Analyze the role of HAI-2 N-Glycosylation in matriptase activation mechanism
Ru Jia (Mentor: Dr. Chen-Yong Lin, Lombardi Comprehensive Cancer Center, Georgetown University)
December 4th, 2015, 2:00pm-2:30pm, Room 1202, Harris Building
Matriptase is an epithelial-derived, integral membrane serine protease, which is synthesized in zymogen form, and to work with active as an enzyme. It plays a very important role in breast cancer invasion and metastasis. According to previous research, the activation of matriptase must need HAI-1 expression. But now evidence show that some cancer cells still have high matriptase activity without HAI-1 expression, which means there might exist other inhibitors that may replace the activation role of HAI-1. After blast HAI-1 and other Kunitz type serine protease inhibitor, I find that HAI-2 may have the similar ability to bind with matriptase as HAI-1.Therefore, the main focus of my project is aim to verify if this hypothesis is validate.

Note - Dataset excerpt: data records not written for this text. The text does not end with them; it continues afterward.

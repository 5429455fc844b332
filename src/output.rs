use std::collections::BTreeMap;
use std::io::{self, Write};

use serde::Serialize;

use crate::aggregate::Rarity;
use crate::coordinator::BatchReport;
use crate::domain::AttributePair;
use crate::error::CensusError;
use crate::store::Occurrences;

#[derive(Debug, Clone, Copy, PartialEq, Eq, clap::ValueEnum)]
pub enum OutputFormat {
    Json,
    Text,
}

/// JSON object keys must be strings, so values are keyed by their display
/// form. `"1"` and `1` fold into one key with their counts summed.
pub fn occurrence_json(occurrences: &Occurrences) -> BTreeMap<String, BTreeMap<String, u64>> {
    occurrences
        .iter()
        .map(|(trait_type, values)| {
            let mut keyed = BTreeMap::new();
            for (value, count) in values {
                *keyed.entry(value.to_string()).or_insert(0) += count;
            }
            (trait_type.clone(), keyed)
        })
        .collect()
}

pub struct JsonOutput;

impl JsonOutput {
    pub fn print_attributes(responses: &[Vec<AttributePair>]) -> Result<(), CensusError> {
        Self::print_json(&responses)
    }

    pub fn print_occurrence(occurrences: &Occurrences) -> Result<(), CensusError> {
        Self::print_json(&occurrence_json(occurrences))
    }

    pub fn print_rarity(rarity: &Rarity) -> Result<(), CensusError> {
        Self::print_json(rarity)
    }

    pub fn print_report(report: &BatchReport) -> Result<(), CensusError> {
        Self::print_json(report)
    }

    fn print_json<T: Serialize + ?Sized>(value: &T) -> Result<(), CensusError> {
        let json = serde_json::to_string_pretty(value)
            .map_err(|err| CensusError::Output(err.to_string()))?;
        write_stdout(&json)
    }
}

pub struct TextOutput;

impl TextOutput {
    pub fn print_attributes(responses: &[Vec<AttributePair>]) -> Result<(), CensusError> {
        let mut out = String::new();
        for (index, attributes) in responses.iter().enumerate() {
            let line = attributes
                .iter()
                .map(|pair| format!("{}={}", pair.trait_type, pair.value))
                .collect::<Vec<_>>()
                .join(", ");
            out.push_str(&format!("{:>5}  {line}\n", index + 1));
        }
        write_stdout(out.trim_end())
    }

    pub fn print_occurrence(occurrences: &Occurrences) -> Result<(), CensusError> {
        let mut out = String::new();
        for (trait_type, values) in occurrences {
            out.push_str(&format!("{trait_type}\n"));
            for (value, count) in values {
                out.push_str(&format!("  {:<32} {count}\n", value.to_string()));
            }
        }
        write_stdout(out.trim_end())
    }

    pub fn print_rarity(rarity: &Rarity) -> Result<(), CensusError> {
        let mut out = String::new();
        for (id, score) in &rarity.scores {
            out.push_str(&format!("{id:>8}  {score:.4}\n"));
        }
        if !rarity.skipped.is_empty() {
            let skipped = rarity
                .skipped
                .iter()
                .map(ToString::to_string)
                .collect::<Vec<_>>()
                .join(", ");
            out.push_str(&format!("skipped (no attributes): {skipped}\n"));
        }
        write_stdout(out.trim_end())
    }

    pub fn print_report(report: &BatchReport) -> Result<(), CensusError> {
        let mut out = format!(
            "{} {} task(s) with {} worker(s): {} succeeded, {} failed\n",
            report.method,
            report.submitted,
            report.workers,
            report.succeeded,
            report.failure_count()
        );
        for failed in &report.failed {
            out.push_str(&format!("  #{} {}: {}\n", failed.id, failed.url, failed.reason));
        }
        for duplicate in &report.duplicates {
            out.push_str(&format!("  duplicate {duplicate}\n"));
        }
        let elapsed = report.finished_at - report.started_at;
        out.push_str(&format!(
            "started {} finished {} ({} ms)",
            report.started_at.to_rfc3339(),
            report.finished_at.to_rfc3339(),
            elapsed.num_milliseconds()
        ));
        write_stdout(&out)
    }
}

fn write_stdout(text: &str) -> Result<(), CensusError> {
    let mut stdout = io::stdout();
    stdout
        .write_all(text.as_bytes())
        .and_then(|_| stdout.write_all(b"\n"))
        .map_err(|err| CensusError::Output(err.to_string()))
}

First we annotate HAI-2, predict its action sites, and get the Western Blot results as foundations. Next, we filter 5 N-linked glycosylation enzymes from related database, in order to analyze and pick primers for the following RT-PCR step. Also, according to Ying-Jung J. Lai , antibody XY9 and DC16 were chosen in sequence screening.
 Ying-Jung J. Lai et al, “N-Glycan Branching Affects the Subcellular Distribution of and Inhibition of Matriptase by HAI-2/Placental Bikunin”, PLOS ONE. 2015 July; 3(7): 1-16.